Homo sapiens Raw sequence reads

Liver organoids have been increasingly adopted as a critical in vitro model to study liver development and diseases. However, the pre-vascularization of liver organoids without affecting liver parenchymal specification remains a long-lasting challenge, which is essential for their application in regenerative medicine. Here, we present the large-scale formation of pre-vascularized human hepatobiliary organoids (vhHBOs) without affecting liver epithelial specification via a novel strategy, namely nonparenchymal cell grafting (NCG). We grafted endothelial and mesenchymal cells to human hepatobiliary organoids (hHBOs) at the different liver epithelial differentiation stages without supplementing with nonparenchymal culture medium and growth factors.
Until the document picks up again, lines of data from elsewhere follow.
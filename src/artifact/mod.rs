//! Artifact generation: formatted Markdown → a downloadable file inside the
//! request workspace.
//!
//! Markdown output is the formatted text written verbatim. Docx output is
//! rendered by a [`DocumentWriter`] on a blocking thread; that thread owns a
//! clone of the workspace handle, so the directory outlives the writer even
//! if the request future is dropped while it runs.
//!
//! Every artifact is checked after writing: it must exist and be non-empty
//! before anyone is allowed to stream it.

pub mod docx;
pub mod markdown;

use crate::config::OutputFormat;
use crate::error::ArtifactError;
use crate::workspace::RequestWorkspace;
use std::path::PathBuf;
use std::sync::Arc;
use std::time::Instant;
use tracing::{debug, info};

pub use docx::{DocumentWriter, DocxWriter};

/// A generated file, ready to be streamed.
#[derive(Debug, Clone)]
pub struct OutputArtifact {
    /// Location inside the request workspace.
    pub path: PathBuf,
    pub mime_type: &'static str,
    /// Name offered to the client, e.g. `lecture 3.docx`.
    pub display_filename: String,
    pub size_bytes: u64,
}

/// Writes artifacts in the requested format.
pub struct ArtifactGenerator {
    docx: Arc<dyn DocumentWriter>,
}

impl Default for ArtifactGenerator {
    fn default() -> Self {
        Self::new(Arc::new(DocxWriter))
    }
}

impl ArtifactGenerator {
    pub fn new(docx: Arc<dyn DocumentWriter>) -> Self {
        Self { docx }
    }

    /// Write `markdown` as `<stem>.<ext>` into `workspace`.
    ///
    /// # Errors
    /// * [`ArtifactError::MalformedMarkdown`] / [`ArtifactError::EmptyDocument`]:
    ///   the docx writer could not interpret the text
    /// * [`ArtifactError::Write`] / [`ArtifactError::Package`]: I/O failure
    /// * [`ArtifactError::Missing`] / [`ArtifactError::EmptyOutput`]: the
    ///   writer reported success but left nothing usable behind
    pub async fn generate(
        &self,
        markdown: &str,
        format: OutputFormat,
        stem: &str,
        workspace: &RequestWorkspace,
    ) -> Result<OutputArtifact, ArtifactError> {
        let start = Instant::now();
        let display_filename = format!("{stem}.{}", format.extension());
        let path = workspace.file_path(&display_filename)?;

        match format {
            OutputFormat::Markdown => {
                tokio::fs::write(&path, markdown)
                    .await
                    .map_err(|source| ArtifactError::Write {
                        path: path.clone(),
                        source,
                    })?;
            }
            OutputFormat::Docx => {
                let writer = Arc::clone(&self.docx);
                let guard = workspace.clone();
                let markdown = markdown.to_string();
                let dest = path.clone();
                debug!("Rendering docx with '{}'", writer.name());
                tokio::task::spawn_blocking(move || {
                    // Keeps the directory alive until the writer returns.
                    let _guard = guard;
                    writer.write_document(&markdown, &dest)
                })
                .await
                .map_err(|e| ArtifactError::Task(e.to_string()))??;
            }
        }

        let size_bytes = match tokio::fs::metadata(&path).await {
            Ok(meta) => meta.len(),
            Err(_) => return Err(ArtifactError::Missing { path }),
        };
        if size_bytes == 0 {
            return Err(ArtifactError::EmptyOutput { path });
        }

        info!(
            "Generated {} ({} bytes) in {}ms",
            display_filename,
            size_bytes,
            start.elapsed().as_millis()
        );

        Ok(OutputArtifact {
            path,
            mime_type: format.mime_type(),
            display_filename,
            size_bytes,
        })
    }
}

#[cfg(test)]
mod tests {
    use super::*;
    use crate::config::{DOCX_MIME_TYPE, MARKDOWN_MIME_TYPE};
    use std::path::Path;

    struct NoOutput;

    impl DocumentWriter for NoOutput {
        fn name(&self) -> &str {
            "no-output"
        }

        fn write_document(&self, _markdown: &str, _dest: &Path) -> Result<(), ArtifactError> {
            Ok(())
        }
    }

    struct EmptyFile;

    impl DocumentWriter for EmptyFile {
        fn name(&self) -> &str {
            "empty-file"
        }

        fn write_document(&self, _markdown: &str, dest: &Path) -> Result<(), ArtifactError> {
            std::fs::write(dest, b"").map_err(|source| ArtifactError::Write {
                path: dest.to_path_buf(),
                source,
            })
        }
    }

    fn workspace() -> (tempfile::TempDir, RequestWorkspace) {
        let root = tempfile::tempdir().unwrap();
        let ws = RequestWorkspace::create(Some(root.path()), None).unwrap();
        (root, ws)
    }

    #[tokio::test]
    async fn markdown_is_written_verbatim() {
        let (_root, ws) = workspace();
        let md = "# Title\n\n- a\n- b";
        let artifact = ArtifactGenerator::default()
            .generate(md, OutputFormat::Markdown, "lecture", &ws)
            .await
            .unwrap();

        assert_eq!(artifact.display_filename, "lecture.md");
        assert_eq!(artifact.mime_type, MARKDOWN_MIME_TYPE);
        assert_eq!(artifact.size_bytes, md.len() as u64);
        assert_eq!(std::fs::read_to_string(&artifact.path).unwrap(), md);
        assert!(artifact.path.starts_with(ws.path()));
    }

    #[tokio::test]
    async fn docx_has_docx_mime_and_content() {
        let (_root, ws) = workspace();
        let artifact = ArtifactGenerator::default()
            .generate("# Title\n\nBody", OutputFormat::Docx, "notes", &ws)
            .await
            .unwrap();

        assert_eq!(artifact.display_filename, "notes.docx");
        assert_eq!(artifact.mime_type, DOCX_MIME_TYPE);
        assert!(artifact.size_bytes > 0);
        let head = std::fs::read(&artifact.path).unwrap();
        assert_eq!(&head[..2], b"PK");
    }

    #[tokio::test]
    async fn writer_that_writes_nothing_is_missing() {
        let (_root, ws) = workspace();
        let err = ArtifactGenerator::new(Arc::new(NoOutput))
            .generate("# x", OutputFormat::Docx, "notes", &ws)
            .await
            .unwrap_err();
        assert!(matches!(err, ArtifactError::Missing { .. }));
    }

    #[tokio::test]
    async fn empty_file_is_rejected() {
        let (_root, ws) = workspace();
        let err = ArtifactGenerator::new(Arc::new(EmptyFile))
            .generate("# x", OutputFormat::Docx, "notes", &ws)
            .await
            .unwrap_err();
        assert!(matches!(err, ArtifactError::EmptyOutput { .. }));
    }

    #[tokio::test]
    async fn released_workspace_is_refused() {
        let (_root, ws) = workspace();
        ws.release();
        let err = ArtifactGenerator::default()
            .generate("# x", OutputFormat::Markdown, "notes", &ws)
            .await
            .unwrap_err();
        assert!(matches!(err, ArtifactError::WorkspaceReleased));
    }
}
Endothelial grafting at the stage of hepatic maturation offers an optimal integration efficiency compared to the stage of hepatic specification. Additionally, grafting with mesenchymal proves crucial in endothelial invading and sprouting into the liver epithelial cells during the establishment of vhHBOs. Ectopic liver implants into mice further displayed integration of vhHBO into mice vascular networks. Notably, transplanted vhHBOs self-organized into native liver tissue like hepatic zone and bile ducts, indicating their potential to regenerate damaged hepatic and bile duct tissues. We believe nonparenchymal cell grafting will offer a novel technical route to form a high-fidelity complex in vitro model for tissue engineering and regenerative medicine.